The Matriarchal Story As Koh Mask: Shading characters to give them depth

As someone who writes fiction and nonfiction, I am not one of those people who believe that storytelling requires training. It is absolutely innate. Toddlers tell stories. We are wired to understand storytelling.

What requires training is storyselling. Manipulating facts to spin a narrative to make you sound perfect and anyone who disagrees with you as always evil takes gumption, arrogance, and having to remember a lot of stupid lies that make no sense. Yes, it is a waste of life activity. Yes, you are ultimately a dweeb and moron if you do it, even if you have a medical degree. Yes, no one who matters cares for your propaganda or believes it, and the only people falling for it are people as clueless as you.

Let’s forget about strategic cheerleading and slandering as a storytelling device.

Let’s talk about the fun of being a storyteller.

You are a creator and your creation is figments. They are real. I always said atheists never got to Piaget’s Stage Four of cognitive development. God exists. He may be a figment of our collective imagination, or we may be figments in His imagination. Or maybe both.

But there is a great story in there.

In fact, there are infinite stories in there alone.

We can have countless riveting stories about God as a creator who is also created by His creations.

Let alone all the other infinite things we can eternally write stories about.

As a storyteller, everything exists. Your world is limited only by your imagination and timidity.
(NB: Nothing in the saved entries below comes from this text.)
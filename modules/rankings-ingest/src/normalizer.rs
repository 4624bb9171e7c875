use scraper::{Html, Selector};
use spider_transformations::transformation::content::{
    transform_content_input, ReturnFormat, TransformConfig, TransformInput,
};
use tracing::{debug, info, warn};

use ai_client::truncate_to_char_boundary;
use rankings_common::{RankingError, Result};

/// Page furniture removed before main-content extraction.
pub const NOISE_SELECTORS: &[&str] = &[
    "nav",
    "footer",
    "script",
    "style",
    "iframe",
    ".related-content",
    ".ob-widget",
    ".taboola",
    ".advertisement",
    ".ad-container",
];

/// Clean article text ready for the extractor.
#[derive(Debug, Clone)]
pub struct NormalizedArticle {
    pub text: String,
    pub truncated: bool,
}

/// Drop every element matching [`NOISE_SELECTORS`] and reserialize the document.
pub fn strip_noise(html: &str) -> String {
    let mut document = Html::parse_document(html);

    let mut doomed = Vec::new();
    for raw in NOISE_SELECTORS {
        let Ok(selector) = Selector::parse(raw) else {
            continue;
        };
        doomed.extend(document.select(&selector).map(|el| el.id()));
    }

    for id in doomed {
        if let Some(mut node) = document.tree.get_mut(id) {
            node.detach();
        }
    }

    document.html()
}

fn visible_text(html: &str) -> String {
    let document = Html::parse_document(html);
    let Ok(body) = Selector::parse("body") else {
        return String::new();
    };
    document
        .select(&body)
        .flat_map(|el| el.text())
        .collect::<String>()
}

/// Strip noise, isolate the main content as Markdown, cap at `max_chars`.
///
/// Fails with [`RankingError::ExtractionEmpty`] when no article body survives.
pub fn normalize(html: &str, url: &str, max_chars: usize) -> Result<NormalizedArticle> {
    let cleaned = strip_noise(html);

    if visible_text(&cleaned).trim().is_empty() {
        warn!(url, "Nothing left after stripping page furniture");
        return Err(RankingError::ExtractionEmpty(url.to_string()));
    }

    let parsed_url = url::Url::parse(url).ok();
    let config = TransformConfig {
        readability: true,
        main_content: true,
        return_format: ReturnFormat::Markdown,
        filter_images: true,
        filter_svg: true,
        clean_html: true,
    };
    let input = TransformInput {
        url: parsed_url.as_ref(),
        content: cleaned.as_bytes(),
        screenshot_bytes: None,
        encoding: None,
        selector_config: None,
        ignore_tags: None,
    };

    let text = transform_content_input(input, &config);
    let text = text.trim();

    if text.is_empty() {
        warn!(url, "Empty content after Readability extraction");
        return Err(RankingError::ExtractionEmpty(url.to_string()));
    }

    let cut = truncate_to_char_boundary(text, max_chars);
    let truncated = cut.len() < text.len();
    if truncated {
        debug!(url, max_chars, "Article text truncated");
    }

    info!(url, chars = cut.chars().count(), truncated, "Normalized article");
    Ok(NormalizedArticle {
        text: cut.to_string(),
        truncated,
    })
}

#[cfg(test)]
mod tests {
    use super::*;

    const ARTICLE: &str = r#"<html><head><style>body { color: red }</style></head>
<body>
  <nav><a href="/">Home</a> <a href="/nfl">NFL Scores</a></nav>
  <article>
    <h1>NFL Power Rankings, Week 12</h1>
    <p>The Kansas City Chiefs stay on top after another late comeback. Patrick Mahomes
    did what he always does in the fourth quarter and the defense held when it mattered.</p>
    <p>The Detroit Lions slide into the second spot following a dominant win on the road,
    with the offensive line paving the way for more than two hundred rushing yards.</p>
    <p>The Buffalo Bills round out the top three after a bye week spent getting healthy.</p>
  </article>
  <div class="related-content">Read more: Eagles trade rumors</div>
  <div class="taboola">You won't believe these Niners stats</div>
  <iframe src="https://ads.example.com"></iframe>
  <script>window.dataLayer = [];</script>
  <footer>Copyright Example Media</footer>
</body></html>"#;

    #[test]
    fn strip_noise_removes_denylisted_elements() {
        let cleaned = strip_noise(ARTICLE);
        assert!(cleaned.contains("Kansas City Chiefs"));
        assert!(!cleaned.contains("NFL Scores"));
        assert!(!cleaned.contains("Eagles trade rumors"));
        assert!(!cleaned.contains("Niners stats"));
        assert!(!cleaned.contains("dataLayer"));
        assert!(!cleaned.contains("Copyright Example Media"));
        assert!(!cleaned.contains("<iframe"));
    }

    #[test]
    fn furniture_only_page_is_empty() {
        let html = "<html><body><nav>Menu</nav><footer>About us</footer>\
                    <script>var x = 1;</script></body></html>";
        let err = normalize(html, "https://example.com/rankings", 1000).unwrap_err();
        assert!(matches!(err, RankingError::ExtractionEmpty(_)));
    }

    #[test]
    fn normalize_keeps_article_body() {
        let article = normalize(ARTICLE, "https://example.com/power-rankings", 60_000).unwrap();
        assert!(article.text.contains("Chiefs"));
        assert!(!article.text.contains("dataLayer"));
        assert!(!article.truncated);
    }

    #[test]
    fn normalize_caps_length() {
        let article = normalize(ARTICLE, "https://example.com/power-rankings", 40).unwrap();
        assert_eq!(article.text.chars().count(), 40);
        assert!(article.truncated);
    }
}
In fact, you can write one story. Just one. You can write one story, but shade it in such a way, that you have infinite stories in that single one.

How?

It is simple if you are a Matriarchal Storyteller.

The Matriarchal is all about weaving threads. It is creating One from Infinity. A single story can take infinite angles, just as you can glean infinite wisdom from observing a single rock. That is no small feat, but with Matriarchal Storytelling, it is child’s play.

In Japanese theatre, wooden masks can seem to change expression by altering the lighting alone. Light is but a single entity, and the mask is a static and unchanging object, but used together, a single mask can have multiple expressions.

The Matriarchal Storyteller understands this enigmatic relationship. A single story can be read multiple ways in order to create multiple stories. The most important way is by letting go of the traditional single hero compulsion. Having one hero who is well-developed at the expense of the supporting cast means the shading is more limited. By having a strong cast with interlocking plots allows the storyteller to add shading to the story. Focus on one character or plot and you have a romance story. Focus on another and you have a mystery.

I have written many stories under the Dangerous Woman banner and each is a Koh mask of its own. I have series with one protagonist and supporting characters who happen to be protagonists in other stories. Throwaway remarks in one story prove to be vital plot points in another, but only if they are read together. Meanings completely alter and the reader can read the stories again, getting a completely different story because the focus has shifted, just a shifting light on a Koh mask alters its meaning. The light doesn’t change its essence. The mask doesn’t change its shape. What changes is the location the light shines and a tiny change translates to a world of changes.

Matriarchal Storytelling is an exciting form of the craft: it gives authors enormous leeway in how they craft their works. It is a more realistic form of telling stories as in the real world, we are heroes in our own lives and supporting characters in the lives of others. The pecking order of characters is abolished as a more egalitarian approach is embraced.

Matriarchal Storytelling is in tune with our natural rhythms, making the process of storytelling simpler. We write from our hearts. We make connections with characters as stories become interconnected. It is the most primal way of telling stories, but also the most gratifying: each figment is a seed we plant, and the true joy comes when characters begin to take root, grow, and then ultimately blossom as new stories emerge: even from the old.